-------- Data records --------

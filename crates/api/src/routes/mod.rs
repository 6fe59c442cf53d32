//! HTTP route handlers.
//!
//! # Route Structure
//!
//! ```text
//! GET  /health                 - Liveness check
//! GET  /health/ready           - Readiness check (pings the database)
//!
//! # Accounts (rate limited per IP)
//! POST /register               - Register (first user bootstraps superadmin)
//! POST /login                  - Login, returns access + refresh tokens
//! POST /otp/request            - Issue a password recovery code
//! POST /otp/verify             - Verify a recovery code (consuming)
//! POST /password/forgot        - Reset password with a recovery code
//!
//! # Users (bearer token required)
//! GET    /users                - List visible users
//! GET    /users/{id}           - User detail
//! PATCH  /users/{id}           - Partial update (superadmin or parent)
//! DELETE /users/{id}           - Delete (superadmin or parent)
//!
//! # Categories (reads open, writes superadmin only)
//! GET    /categories           - List categories
//! GET    /categories/{id}      - Category detail
//! POST   /categories           - Create
//! PATCH  /categories/{id}      - Partial update
//! DELETE /categories/{id}      - Delete
//! ```
//!
//! Every JSON response uses the `{status, message, data?}` envelope.
//! Trailing slashes are normalized away before routing.

pub mod auth;
pub mod categories;
pub mod health;
pub mod otp;
pub mod users;

use axum::{
    Router,
    routing::{get, post},
};

use crate::middleware::auth_rate_limiter;
use crate::state::AppState;

/// Create the account routes router (registration, login, recovery).
///
/// These are the unauthenticated endpoints, so they all sit behind the
/// per-IP rate limiter.
pub fn account_routes() -> Router<AppState> {
    Router::new()
        .route("/register", post(auth::register))
        .route("/login", post(auth::login))
        .route("/otp/request", post(otp::request))
        .route("/otp/verify", post(otp::verify))
        .route("/password/forgot", post(auth::forgot_password))
        .layer(auth_rate_limiter())
}

/// Create the user management routes router.
pub fn user_routes() -> Router<AppState> {
    Router::new()
        .route("/", get(users::index))
        .route(
            "/{id}",
            get(users::show).patch(users::update).delete(users::delete),
        )
}

/// Create the category routes router.
pub fn category_routes() -> Router<AppState> {
    Router::new()
        .route("/", get(categories::index).post(categories::create))
        .route(
            "/{id}",
            get(categories::show)
                .patch(categories::update)
                .delete(categories::delete),
        )
}

/// Create all routes.
pub fn routes() -> Router<AppState> {
    Router::new()
        .route("/health", get(health::health))
        .route("/health/ready", get(health::ready))
        .merge(account_routes())
        .nest("/users", user_routes())
        .nest("/categories", category_routes())
}
//! GXI Core - Shared types library.
//!
//! This crate provides common types used across all GXI backend components:
//! - `api` - HTTP server for accounts, OTP, and the category catalog
//! - `cli` - Command-line tools for migrations and account management
//!
//! # Architecture
//!
//! The core crate contains only types and traits - no I/O, no database access,
//! no HTTP clients. This keeps it lightweight and allows it to be used anywhere.
//!
//! # Modules
//!
//! - [`types`] - Newtype wrappers for type-safe IDs, emails, and roles

#![cfg_attr(not(test), forbid(unsafe_code))]

pub mod types;

pub use types::*;
//! Category repository for database operations.

use sqlx::PgPool;

use gxi_core::CategoryId;

use super::{RepositoryError, map_unique_violation};
use crate::models::Category;

const CATEGORY_COLUMNS: &str = "id, name, is_active, created_at, updated_at";

const NAME_CONFLICT: &str = "Category with this name already exists.";

/// Partial update for a category. `None` fields are left unchanged.
#[derive(Debug, Clone, Default)]
pub struct CategoryPatch {
    pub name: Option<String>,
    pub is_active: Option<bool>,
}

/// Repository for catalog database operations.
pub struct CategoryRepository<'a> {
    pool: &'a PgPool,
}

impl<'a> CategoryRepository<'a> {
    /// Create a new category repository.
    #[must_use]
    pub const fn new(pool: &'a PgPool) -> Self {
        Self { pool }
    }

    /// List all categories, newest first.
    ///
    /// # Errors
    ///
    /// Returns `RepositoryError::Database` if the query fails.
    pub async fn list(&self) -> Result<Vec<Category>, RepositoryError> {
        let sql = format!("SELECT {CATEGORY_COLUMNS} FROM category ORDER BY created_at DESC");
        let categories = sqlx::query_as::<_, Category>(&sql)
            .fetch_all(self.pool)
            .await?;
        Ok(categories)
    }

    /// Get a category by its ID.
    ///
    /// # Errors
    ///
    /// Returns `RepositoryError::Database` if the query fails.
    pub async fn get_by_id(&self, id: CategoryId) -> Result<Option<Category>, RepositoryError> {
        let sql = format!("SELECT {CATEGORY_COLUMNS} FROM category WHERE id = $1");
        let category = sqlx::query_as::<_, Category>(&sql)
            .bind(id)
            .fetch_optional(self.pool)
            .await?;
        Ok(category)
    }

    /// Create a category.
    ///
    /// # Errors
    ///
    /// Returns `RepositoryError::Conflict` if the name already exists
    /// (case-insensitive).
    /// Returns `RepositoryError::Database` for other database errors.
    pub async fn create(&self, name: &str, is_active: bool) -> Result<Category, RepositoryError> {
        let sql = format!(
            "INSERT INTO category (name, is_active) VALUES ($1, $2) RETURNING {CATEGORY_COLUMNS}"
        );
        let category = sqlx::query_as::<_, Category>(&sql)
            .bind(name)
            .bind(is_active)
            .fetch_one(self.pool)
            .await
            .map_err(|e| map_unique_violation(e, NAME_CONFLICT))?;
        Ok(category)
    }

    /// Apply a partial update. `None` fields keep their current value;
    /// `updated_at` always advances.
    ///
    /// # Errors
    ///
    /// Returns `RepositoryError::NotFound` if the category doesn't exist.
    /// Returns `RepositoryError::Conflict` if a changed name is already taken.
    /// Returns `RepositoryError::Database` for other database errors.
    pub async fn update(
        &self,
        id: CategoryId,
        patch: &CategoryPatch,
    ) -> Result<Category, RepositoryError> {
        let sql = format!(
            "UPDATE category SET \
             name = COALESCE($2, name), \
             is_active = COALESCE($3, is_active), \
             updated_at = now() \
             WHERE id = $1 \
             RETURNING {CATEGORY_COLUMNS}"
        );
        sqlx::query_as::<_, Category>(&sql)
            .bind(id)
            .bind(&patch.name)
            .bind(patch.is_active)
            .fetch_optional(self.pool)
            .await
            .map_err(|e| map_unique_violation(e, NAME_CONFLICT))?
            .ok_or(RepositoryError::NotFound)
    }

    /// Delete a category by ID.
    ///
    /// # Errors
    ///
    /// Returns `RepositoryError::NotFound` if the category doesn't exist.
    /// Returns `RepositoryError::Database` for other database errors.
    pub async fn delete(&self, id: CategoryId) -> Result<(), RepositoryError> {
        let result = sqlx::query("DELETE FROM category WHERE id = $1")
            .bind(id)
            .execute(self.pool)
            .await?;

        if result.rows_affected() == 0 {
            return Err(RepositoryError::NotFound);
        }
        Ok(())
    }
}
//! User repository for database operations.

use sqlx::PgPool;

use gxi_core::{Email, Role, UserId};

use super::{RepositoryError, map_unique_violation};
use crate::models::User;

/// Columns of `user_profile` in the order the [`User`] row type expects.
const USER_COLUMNS: &str = "id, email, password_hash, role, first_name, last_name, company_name, \
     street_address, address_line_2, city, state, zip_code, phone_number, \
     is_active, parent_id, root_company_id, date_joined";

/// Advisory lock key serializing registrations.
///
/// Bootstrap ("first user becomes superadmin") is a check-then-insert over
/// store cardinality; the transaction-scoped lock makes it atomic so two
/// concurrent first registrations cannot both claim the role.
const REGISTRATION_LOCK_KEY: i64 = 0x6778_6900_7265_6701;

const EMAIL_CONFLICT: &str = "A user with this email already exists.";

/// Profile fields accepted at registration. Role, activation, and the
/// password hash are decided by the store, never by the caller.
#[derive(Debug, Clone, Default)]
pub struct NewRegistration {
    pub first_name: Option<String>,
    pub last_name: Option<String>,
    pub company_name: Option<String>,
    pub street_address: Option<String>,
    pub address_line_2: Option<String>,
    pub city: Option<String>,
    pub state: Option<String>,
    pub zip_code: Option<String>,
    pub phone_number: Option<String>,
}

/// Partial update for a user. `None` fields are left unchanged.
#[derive(Debug, Clone, Default)]
pub struct UserPatch {
    pub email: Option<Email>,
    pub role: Option<Role>,
    pub first_name: Option<String>,
    pub last_name: Option<String>,
    pub company_name: Option<String>,
    pub street_address: Option<String>,
    pub address_line_2: Option<String>,
    pub city: Option<String>,
    pub state: Option<String>,
    pub zip_code: Option<String>,
    pub phone_number: Option<String>,
}

/// Repository for user database operations.
pub struct UserRepository<'a> {
    pool: &'a PgPool,
}

impl<'a> UserRepository<'a> {
    /// Create a new user repository.
    #[must_use]
    pub const fn new(pool: &'a PgPool) -> Self {
        Self { pool }
    }

    /// Get a user by their ID.
    ///
    /// # Errors
    ///
    /// Returns `RepositoryError::Database` if the query fails.
    pub async fn get_by_id(&self, id: UserId) -> Result<Option<User>, RepositoryError> {
        let sql = format!("SELECT {USER_COLUMNS} FROM user_profile WHERE id = $1");
        let user = sqlx::query_as::<_, User>(&sql)
            .bind(id)
            .fetch_optional(self.pool)
            .await?;
        Ok(user)
    }

    /// Get a user by their email address (case-insensitive).
    ///
    /// # Errors
    ///
    /// Returns `RepositoryError::Database` if the query fails.
    pub async fn get_by_email(&self, email: &Email) -> Result<Option<User>, RepositoryError> {
        let sql = format!("SELECT {USER_COLUMNS} FROM user_profile WHERE lower(email) = lower($1)");
        let user = sqlx::query_as::<_, User>(&sql)
            .bind(email)
            .fetch_optional(self.pool)
            .await?;
        Ok(user)
    }

    /// List all users, newest first.
    ///
    /// # Errors
    ///
    /// Returns `RepositoryError::Database` if the query fails.
    pub async fn list_all(&self) -> Result<Vec<User>, RepositoryError> {
        let sql = format!("SELECT {USER_COLUMNS} FROM user_profile ORDER BY date_joined DESC");
        let users = sqlx::query_as::<_, User>(&sql).fetch_all(self.pool).await?;
        Ok(users)
    }

    /// List the users a non-superadmin may see: accounts in the same root
    /// company lineage, or the viewer's direct children.
    ///
    /// A viewer with no root company only sees their direct children
    /// (`root_company_id = NULL` never matches).
    ///
    /// # Errors
    ///
    /// Returns `RepositoryError::Database` if the query fails.
    pub async fn list_visible_to(
        &self,
        viewer: UserId,
        root_company: Option<UserId>,
    ) -> Result<Vec<User>, RepositoryError> {
        let sql = format!(
            "SELECT {USER_COLUMNS} FROM user_profile \
             WHERE root_company_id = $1 OR parent_id = $2 \
             ORDER BY date_joined DESC"
        );
        let users = sqlx::query_as::<_, User>(&sql)
            .bind(root_company)
            .bind(viewer)
            .fetch_all(self.pool)
            .await?;
        Ok(users)
    }

    /// Create an account through the registration flow.
    ///
    /// Runs the bootstrap state transition atomically: inside one
    /// transaction, take the registration advisory lock, count the store,
    /// and insert with role=superadmin/active when the store is empty or
    /// role=customer/inactive otherwise. The `lower(email)` unique index is
    /// the backstop against concurrent duplicate registrations.
    ///
    /// # Errors
    ///
    /// Returns `RepositoryError::Conflict` if the email already exists
    /// (case-insensitive).
    /// Returns `RepositoryError::Database` for other database errors.
    pub async fn create_registration(
        &self,
        email: &Email,
        profile: &NewRegistration,
        password_hash: &str,
    ) -> Result<User, RepositoryError> {
        let mut tx = self.pool.begin().await?;

        sqlx::query("SELECT pg_advisory_xact_lock($1)")
            .bind(REGISTRATION_LOCK_KEY)
            .execute(&mut *tx)
            .await?;

        let count: i64 = sqlx::query_scalar("SELECT COUNT(*) FROM user_profile")
            .fetch_one(&mut *tx)
            .await?;

        let (role, is_active) = if count == 0 {
            (Role::Superadmin, true)
        } else {
            (Role::Customer, false)
        };

        let sql = format!(
            "INSERT INTO user_profile \
             (email, password_hash, role, first_name, last_name, company_name, \
              street_address, address_line_2, city, state, zip_code, phone_number, is_active) \
             VALUES ($1, $2, $3, $4, $5, $6, $7, $8, $9, $10, $11, $12, $13) \
             RETURNING {USER_COLUMNS}"
        );
        let user = sqlx::query_as::<_, User>(&sql)
            .bind(email)
            .bind(password_hash)
            .bind(role)
            .bind(&profile.first_name)
            .bind(&profile.last_name)
            .bind(&profile.company_name)
            .bind(&profile.street_address)
            .bind(&profile.address_line_2)
            .bind(&profile.city)
            .bind(&profile.state)
            .bind(&profile.zip_code)
            .bind(&profile.phone_number)
            .bind(is_active)
            .fetch_one(&mut *tx)
            .await
            .map_err(|e| map_unique_violation(e, EMAIL_CONFLICT))?;

        tx.commit().await?;
        Ok(user)
    }

    /// Apply a partial update. `None` fields keep their current value.
    ///
    /// # Errors
    ///
    /// Returns `RepositoryError::NotFound` if the user doesn't exist.
    /// Returns `RepositoryError::Conflict` if a changed email is already
    /// used by another account.
    /// Returns `RepositoryError::Database` for other database errors.
    pub async fn update(&self, id: UserId, patch: &UserPatch) -> Result<User, RepositoryError> {
        let sql = format!(
            "UPDATE user_profile SET \
             email = COALESCE($2, email), \
             role = COALESCE($3, role), \
             first_name = COALESCE($4, first_name), \
             last_name = COALESCE($5, last_name), \
             company_name = COALESCE($6, company_name), \
             street_address = COALESCE($7, street_address), \
             address_line_2 = COALESCE($8, address_line_2), \
             city = COALESCE($9, city), \
             state = COALESCE($10, state), \
             zip_code = COALESCE($11, zip_code), \
             phone_number = COALESCE($12, phone_number) \
             WHERE id = $1 \
             RETURNING {USER_COLUMNS}"
        );
        sqlx::query_as::<_, User>(&sql)
            .bind(id)
            .bind(&patch.email)
            .bind(patch.role)
            .bind(&patch.first_name)
            .bind(&patch.last_name)
            .bind(&patch.company_name)
            .bind(&patch.street_address)
            .bind(&patch.address_line_2)
            .bind(&patch.city)
            .bind(&patch.state)
            .bind(&patch.zip_code)
            .bind(&patch.phone_number)
            .fetch_optional(self.pool)
            .await
            .map_err(|e| map_unique_violation(e, EMAIL_CONFLICT))?
            .ok_or(RepositoryError::NotFound)
    }

    /// Set the activation flag (the superadmin approval step).
    ///
    /// # Errors
    ///
    /// Returns `RepositoryError::NotFound` if the user doesn't exist.
    /// Returns `RepositoryError::Database` for other database errors.
    pub async fn set_active(&self, id: UserId, is_active: bool) -> Result<User, RepositoryError> {
        let sql = format!(
            "UPDATE user_profile SET is_active = $2 WHERE id = $1 RETURNING {USER_COLUMNS}"
        );
        sqlx::query_as::<_, User>(&sql)
            .bind(id)
            .bind(is_active)
            .fetch_optional(self.pool)
            .await?
            .ok_or(RepositoryError::NotFound)
    }

    /// Replace the stored password hash for an email.
    ///
    /// # Errors
    ///
    /// Returns `RepositoryError::NotFound` if no user matches the email.
    /// Returns `RepositoryError::Database` for other database errors.
    pub async fn set_password_hash(
        &self,
        email: &Email,
        password_hash: &str,
    ) -> Result<(), RepositoryError> {
        let result =
            sqlx::query("UPDATE user_profile SET password_hash = $2 WHERE lower(email) = lower($1)")
                .bind(email)
                .bind(password_hash)
                .execute(self.pool)
                .await?;

        if result.rows_affected() == 0 {
            return Err(RepositoryError::NotFound);
        }
        Ok(())
    }

    /// Delete a user by ID.
    ///
    /// Children in the ownership forest are orphaned, not deleted: the
    /// schema sets their `parent_id`/`root_company_id` to NULL.
    ///
    /// # Errors
    ///
    /// Returns `RepositoryError::NotFound` if the user doesn't exist.
    /// Returns `RepositoryError::Database` for other database errors.
    pub async fn delete(&self, id: UserId) -> Result<(), RepositoryError> {
        let result = sqlx::query("DELETE FROM user_profile WHERE id = $1")
            .bind(id)
            .execute(self.pool)
            .await?;

        if result.rows_affected() == 0 {
            return Err(RepositoryError::NotFound);
        }
        Ok(())
    }
}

--------

_What is required:_
Scan the listing for the string "impl" and copy every line that carries it.

_Completed exercise:_
impl<'a> CategoryRepository<'a> {
impl<'a> UserRepository<'a> {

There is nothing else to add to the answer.